Which lines of the data contain the string "ListQuery"? Copy every one.

● ● ● ● ●

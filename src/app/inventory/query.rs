//! 查询引擎：状态分类、过滤、分页与统计
//!
//! 这里的函数都不修改产品列表，只返回派生视图。

use serde::Serialize;
use tracing::debug;

use super::model::{Product, StockStatus};

/// 根据数量与最低库存分类；按严重程度依次判断，先命中者优先
pub fn classify_status(quantity: u32, minimum_stock: u32) -> StockStatus {
    if quantity == 0 {
        StockStatus::OutOfStock
    } else if quantity <= minimum_stock {
        StockStatus::Critical
    } else if f64::from(quantity) <= f64::from(minimum_stock) * 1.5 {
        StockStatus::Low
    } else {
        StockStatus::Ok
    }
}

/// `P` + 四位补零序号
pub fn format_code(sequence: u64) -> String {
    format!("P{:04}", sequence)
}

/// 由当前列表长度生成下一个编码
pub fn generate_code(current_count: usize) -> String {
    format_code(current_count as u64 + 1)
}

/// 解析 `P0012` 形式编码中的序号
pub fn code_sequence(code: &str) -> Option<u64> {
    let digits = code.strip_prefix('P')?;
    if digits.is_empty() || !digits.bytes().all(|b| b.is_ascii_digit()) {
        return None;
    }
    digits.parse().ok()
}

/// 状态过滤条件，`"all"` 表示不过滤
#[derive(Debug, Clone, Copy, Default, PartialEq, Eq)]
pub enum StatusFilter {
    #[default]
    All,
    Only(StockStatus),
}

impl StatusFilter {
    /// 空字符串与 `"all"` 都视为不过滤；未知取值返回 `None`
    pub fn parse(value: &str) -> Option<Self> {
        match value.trim() {
            "" | "all" => Some(StatusFilter::All),
            other => StockStatus::parse(other).map(StatusFilter::Only),
        }
    }

    pub fn matches(&self, status: StockStatus) -> bool {
        match self {
            StatusFilter::All => true,
            StatusFilter::Only(wanted) => *wanted == status,
        }
    }
}

/// 组合过滤条件
#[derive(Debug, Clone, Default, PartialEq, Eq)]
pub struct Filters {
    pub term: String,
    pub category: String,
    pub status: StatusFilter,
}

/// 任一字段包含关键字即命中（不区分大小写）
pub fn matches_term(product: &Product, needle_lower: &str) -> bool {
    product.name.to_lowercase().contains(needle_lower)
        || product.code.to_lowercase().contains(needle_lower)
        || product.category.to_lowercase().contains(needle_lower)
        || product
            .description
            .as_deref()
            .is_some_and(|d| d.to_lowercase().contains(needle_lower))
}

/// 关键字搜索，空白关键字返回全部
pub fn search<'a, I>(products: I, term: &str) -> Vec<&'a Product>
where
    I: IntoIterator<Item = &'a Product>,
{
    if term.trim().is_empty() {
        return products.into_iter().collect();
    }
    let needle = term.to_lowercase();
    products
        .into_iter()
        .filter(|p| matches_term(p, &needle))
        .collect()
}

/// 分类精确匹配（不区分大小写），空分类不过滤
pub fn filter_category<'a, I>(products: I, category: &str) -> Vec<&'a Product>
where
    I: IntoIterator<Item = &'a Product>,
{
    if category.is_empty() {
        return products.into_iter().collect();
    }
    let wanted = category.to_lowercase();
    products
        .into_iter()
        .filter(|p| p.category.to_lowercase() == wanted)
        .collect()
}

pub fn filter_status<'a, I>(products: I, status: StatusFilter) -> Vec<&'a Product>
where
    I: IntoIterator<Item = &'a Product>,
{
    products
        .into_iter()
        .filter(|p| status.matches(p.status()))
        .collect()
}

/// 依次应用关键字、分类、状态过滤
pub fn apply_filters<'a>(products: &'a [Product], filters: &Filters) -> Vec<&'a Product> {
    let matched = search(products, &filters.term);
    let matched = filter_category(matched, &filters.category);
    let matched = filter_status(matched, filters.status);
    debug!(
        term = %filters.term,
        category = %filters.category,
        status = ?filters.status,
        total = products.len(),
        matched = matched.len(),
        "filters applied"
    );
    matched
}

/// 一页结果
#[derive(Debug, Clone, PartialEq, Serialize)]
pub struct Page<T> {
    pub items: Vec<T>,
    pub total_pages: usize,
}

/// 页码从 1 开始；越界页返回空列表，不做修正
pub fn paginate<T: Clone>(items: &[T], page_number: usize, page_size: usize) -> Page<T> {
    if page_size == 0 {
        return Page {
            items: Vec::new(),
            total_pages: 0,
        };
    }

    let total_pages = items.len().div_ceil(page_size);
    let page_items = match page_number.checked_sub(1) {
        Some(index) => {
            let start = index.saturating_mul(page_size);
            let end = start.saturating_add(page_size).min(items.len());
            if start < items.len() {
                items[start..end].to_vec()
            } else {
                Vec::new()
            }
        }
        None => Vec::new(),
    };

    Page {
        items: page_items,
        total_pages,
    }
}

/// 库存概况
#[derive(Debug, Clone, Default, PartialEq, Serialize)]
pub struct InventoryStats {
    pub total_products: usize,
    /// Σ 数量 × 成本价
    pub total_value: f64,
    pub low_stock: usize,
    pub critical_stock: usize,
    pub out_of_stock: usize,
}

pub fn stats(products: &[Product]) -> InventoryStats {
    products
        .iter()
        .fold(InventoryStats::default(), |mut acc, product| {
            acc.total_products += 1;
            acc.total_value += product.line_total();
            match product.status() {
                StockStatus::Low => acc.low_stock += 1,
                StockStatus::Critical => acc.critical_stock += 1,
                StockStatus::OutOfStock => acc.out_of_stock += 1,
                StockStatus::Ok => {}
            }
            acc
        })
}

/// 分类图标
pub fn category_icon(category: &str) -> &'static str {
    match category {
        "Telas" => "📱",
        "Baterias" => "🔋",
        "Câmeras" => "📷",
        "Conectores" => "🔌",
        "Alto-falantes" => "🔊",
        "Outros" => "🛠️",
        _ => "📦",
    }
}
//! 库存处理器
//!
//! 只负责把产品库与查询引擎的结果转成 JSON，状态与金额都取自模型。

use axum::{
    extract::{Path, Query, State},
    http::StatusCode,
    response::Json,
};
use serde::{Deserialize, Serialize};
use std::sync::{Arc, Mutex, MutexGuard};

use super::{
    model::{Product, ProductDraft, ProductId, StockStatus},
    normalize::format_brl,
    query::{category_icon, Filters, InventoryStats, StatusFilter},
    service::ProductService,
};
use crate::core::{
    error::{CoreError, Result},
    response::ApiResponse,
};

#[derive(Clone)]
pub struct AppState {
    pub product_service: Arc<Mutex<ProductService>>,
    pub page_size: usize,
}

impl AppState {
    pub fn new(product_service: ProductService, page_size: usize) -> Self {
        Self {
            product_service: Arc::new(Mutex::new(product_service)),
            page_size,
        }
    }

    fn products(&self) -> Result<MutexGuard<'_, ProductService>> {
        self.product_service
            .lock()
            .map_err(|_| CoreError::Internal("product store lock poisoned".to_string()))
    }
}

/// 列表查询参数
#[derive(Debug, Default, Deserialize)]
pub struct ListQuery {
    #[serde(default)]
    pub q: Option<String>,
    #[serde(default)]
    pub category: Option<String>,
    #[serde(default)]
    pub status: Option<String>,
    #[serde(default)]
    pub page: Option<usize>,
    #[serde(default)]
    pub page_size: Option<usize>,
}

/// 带派生字段的产品视图
#[derive(Debug, Serialize)]
pub struct ProductView {
    #[serde(flatten)]
    pub product: Product,
    pub status: StockStatus,
    pub status_label: &'static str,
    pub line_total: f64,
    /// `R$ 1.234,56`
    pub line_total_label: String,
    pub icon: &'static str,
}

impl From<Product> for ProductView {
    fn from(product: Product) -> Self {
        let status = product.status();
        Self {
            status,
            status_label: status.label(),
            line_total: product.line_total(),
            line_total_label: format_brl(product.line_total()),
            icon: category_icon(&product.category),
            product,
        }
    }
}

#[derive(Debug, Serialize)]
pub struct ProductPage {
    pub items: Vec<ProductView>,
    pub page: usize,
    pub page_size: usize,
    pub total_pages: usize,
    pub total: usize,
}

#[derive(Debug, Serialize)]
pub struct NextCode {
    pub code: String,
}

pub async fn list_products(
    State(state): State<AppState>,
    Query(query): Query<ListQuery>,
) -> Result<Json<ApiResponse<ProductPage>>> {
    let status_param = query.status.unwrap_or_default();
    let status = StatusFilter::parse(&status_param).ok_or_else(|| {
        CoreError::InvalidInput(vec![format!("Status inválido: {}", status_param)])
    })?;

    let filters = Filters {
        term: query.q.unwrap_or_default().trim().to_string(),
        category: query.category.unwrap_or_default(),
        status,
    };
    let page = query.page.unwrap_or(1);
    let page_size = query.page_size.unwrap_or(state.page_size);

    let (result, total) = state.products()?.query(&filters, page, page_size);

    let message = if total == 0 {
        "Nenhum produto encontrado".to_string()
    } else {
        format!("{} produto(s) encontrado(s)", total)
    };

    Ok(Json(ApiResponse::success(
        ProductPage {
            items: result.items.into_iter().map(ProductView::from).collect(),
            page,
            page_size,
            total_pages: result.total_pages,
            total,
        },
        message,
    )))
}

pub async fn get_product(
    State(state): State<AppState>,
    Path(id): Path<String>,
) -> Result<Json<ApiResponse<ProductView>>> {
    let id = ProductId::from(id);
    let product = state
        .products()?
        .get_by_id(&id)
        .cloned()
        .ok_or_else(|| CoreError::NotFound(id.to_string()))?;
    Ok(Json(ApiResponse::success(product.into(), "Produto encontrado")))
}

pub async fn next_code(State(state): State<AppState>) -> Result<Json<ApiResponse<NextCode>>> {
    let code = state.products()?.next_code();
    Ok(Json(ApiResponse::success(NextCode { code }, "Próximo código")))
}

pub async fn get_stats(
    State(state): State<AppState>,
) -> Result<Json<ApiResponse<InventoryStats>>> {
    let stats = state.products()?.stats();
    Ok(Json(ApiResponse::success(stats, "Estatísticas do estoque")))
}

pub async fn create_product(
    State(state): State<AppState>,
    Json(draft): Json<ProductDraft>,
) -> Result<(StatusCode, Json<ApiResponse<ProductView>>)> {
    let product = state.products()?.create(draft)?;
    Ok((
        StatusCode::CREATED,
        Json(ApiResponse::success(product.into(), "Produto cadastrado com sucesso")),
    ))
}

pub async fn update_product(
    State(state): State<AppState>,
    Path(id): Path<String>,
    Json(draft): Json<ProductDraft>,
) -> Result<Json<ApiResponse<ProductView>>> {
    let product = state.products()?.update(&ProductId::from(id), draft)?;
    Ok(Json(ApiResponse::success(
        product.into(),
        "Produto atualizado com sucesso",
    )))
}

pub async fn delete_product(
    State(state): State<AppState>,
    Path(id): Path<String>,
) -> Result<Json<ApiResponse<ProductView>>> {
    let removed = state.products()?.delete(&ProductId::from(id))?;
    Ok(Json(ApiResponse::success(
        removed.into(),
        "Produto excluído com sucesso",
    )))
}

pub async fn health_check(State(state): State<AppState>) -> Result<Json<serde_json::Value>> {
    let count = state.products()?.len();
    Ok(Json(serde_json::json!({
        "status": "healthy",
        "products": count,
        "timestamp": chrono::Utc::now().to_rfc3339(),
    })))
}
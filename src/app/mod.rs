//! 应用路由

pub mod inventory;

use axum::{middleware, routing::get, Router};
use std::time::Duration;
use tower_http::{
    cors::{Any, CorsLayer},
    timeout::TimeoutLayer,
    trace::TraceLayer,
};

use crate::core::middleware::request_logging_middleware;
use inventory::handler::{self, AppState};

pub fn router(state: AppState, timeout: Duration) -> Router {
    Router::new()
        .route("/health", get(handler::health_check))
        .route(
            "/products",
            get(handler::list_products).post(handler::create_product),
        )
        .route("/products/next-code", get(handler::next_code))
        .route("/products/stats", get(handler::get_stats))
        .route(
            "/products/:id",
            get(handler::get_product)
                .put(handler::update_product)
                .delete(handler::delete_product),
        )
        .layer(middleware::from_fn(request_logging_middleware))
        .layer(TimeoutLayer::new(timeout))
        .layer(CorsLayer::new().allow_origin(Any).allow_methods(Any).allow_headers(Any))
        .layer(TraceLayer::new_for_http())
        .with_state(state)
}
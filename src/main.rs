use anyhow::{bail, Result};
use capital_quest::api::server::serve;
use capital_quest::cli::repl::{print_match, run_repl};
use capital_quest::directory::regions::{Country, REGION_DIRECTORY};
use capital_quest::enrich::wikipedia::Enricher;
use capital_quest::resolve::resolver::{pick_random, resolve};
use capital_quest::service::log_service::setup_logging;
use clap::{Parser, Subcommand};
use dotenv::dotenv;

#[derive(Parser)]
#[command(name = "capital-quest", about = "Capital lookup for US, India, and UK regions")]
struct Cli {
    #[command(subcommand)]
    command: Command,
}

#[derive(Subcommand)]
enum Command {
    /// Look up the capital for a state/region name
    Find {
        /// Country key (us|india|uk)
        #[arg(short, long, default_value = "us")]
        country: String,
        /// State/region name, matched exact, then prefix, then substring
        state: String,
    },
    /// Pick a random state/region and show its capital
    Random {
        /// Country key (us|india|uk)
        #[arg(short, long, default_value = "us")]
        country: String,
    },
    /// Interactive prompt
    Repl,
    /// Run the REST API server
    Serve,
}

#[tokio::main]
async fn main() -> Result<()> {
    dotenv().ok();
    setup_logging().await?;

    let cli = Cli::parse();
    match cli.command {
        Command::Find { country, state } => {
            let country = parse_country(&country)?;
            match resolve(&REGION_DIRECTORY, &state, country) {
                Some(hit) => print_match(&Enricher::new().await?, hit).await,
                None => println!(
                    "No match found. Try a full state name like \"California\" or \"Karnataka\"."
                ),
            }
        }
        Command::Random { country } => {
            let country = parse_country(&country)?;
            let hit = pick_random(&REGION_DIRECTORY, country);
            print_match(&Enricher::new().await?, hit).await;
        }
        Command::Repl => run_repl().await?,
        Command::Serve => serve().await?,
    }

    Ok(())
}

fn parse_country(key: &str) -> Result<Country> {
    match Country::from_key(key) {
        Some(country) => Ok(country),
        None => bail!("Unknown country key: {} (use us, india, or uk)", key),
    }
}
use capital_quest::directory::regions::{Country, REGION_DIRECTORY};
use capital_quest::resolve::resolver::{pick_random, resolve};
use std::collections::HashSet;

#[test]
fn every_directory_entry_resolves_exactly() {
    for country in Country::ALL {
        for (region, capital) in REGION_DIRECTORY.regions(country).entries() {
            let hit = resolve(&REGION_DIRECTORY, region, country)
                .unwrap_or_else(|| panic!("{} did not resolve", region));
            assert_eq!(hit.region, *region);
            assert_eq!(hit.capital, *capital);

            // Case and padding never affect the exact tier.
            let padded = format!("  {} ", region.to_uppercase());
            let hit = resolve(&REGION_DIRECTORY, &padded, country).unwrap();
            assert_eq!(hit.region, *region);
        }
    }
}

#[test]
fn exact_match_with_padding() {
    let hit = resolve(&REGION_DIRECTORY, "  CALIFORNIA ", Country::UnitedStates).unwrap();
    assert_eq!(hit.region, "California");
    assert_eq!(hit.capital, "Sacramento");
}

#[test]
fn empty_query_finds_nothing() {
    for country in Country::ALL {
        assert_eq!(resolve(&REGION_DIRECTORY, "", country), None);
        assert_eq!(resolve(&REGION_DIRECTORY, "   \t ", country), None);
    }
}

#[test]
fn garbage_query_finds_nothing() {
    assert_eq!(
        resolve(&REGION_DIRECTORY, "zzzznotaregion", Country::UnitedStates),
        None
    );
}

#[test]
fn prefix_tie_breaks_by_directory_order() {
    // No exact "New"; New Hampshire is declared before the other New states.
    let hit = resolve(&REGION_DIRECTORY, "New", Country::UnitedStates).unwrap();
    assert_eq!(hit.region, "New Hampshire");
    assert_eq!(hit.capital, "Concord");
}

#[test]
fn substring_fallback_takes_first_in_order() {
    // Nothing starts with "arol"; both Carolinas contain it.
    let hit = resolve(&REGION_DIRECTORY, "arol", Country::UnitedStates).unwrap();
    assert_eq!(hit.region, "North Carolina");
    assert_eq!(hit.capital, "Raleigh");
}

#[test]
fn mid_word_fragment_matches() {
    let hit = resolve(&REGION_DIRECTORY, "ottish", Country::UnitedKingdom);
    assert_eq!(hit, None);
    let hit = resolve(&REGION_DIRECTORY, "cotl", Country::UnitedKingdom).unwrap();
    assert_eq!(hit.region, "Scotland");
    assert_eq!(hit.capital, "Edinburgh");
}

#[test]
fn random_pick_covers_a_small_country() {
    let uk = REGION_DIRECTORY.regions(Country::UnitedKingdom);
    let mut seen = HashSet::new();
    for _ in 0..400 {
        let hit = pick_random(&REGION_DIRECTORY, Country::UnitedKingdom);
        assert!(uk.entries().iter().any(|(r, c)| *r == hit.region && *c == hit.capital));
        seen.insert(hit.region);
    }

    // Statistical smoke check: 400 uniform draws over 4 regions miss one
    // with probability (3/4)^400.
    assert_eq!(seen.len(), uk.len());
}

● ● ● ● ●

[Answer section]
pub struct ListQuery {
    Query(query): Query<ListQuery>,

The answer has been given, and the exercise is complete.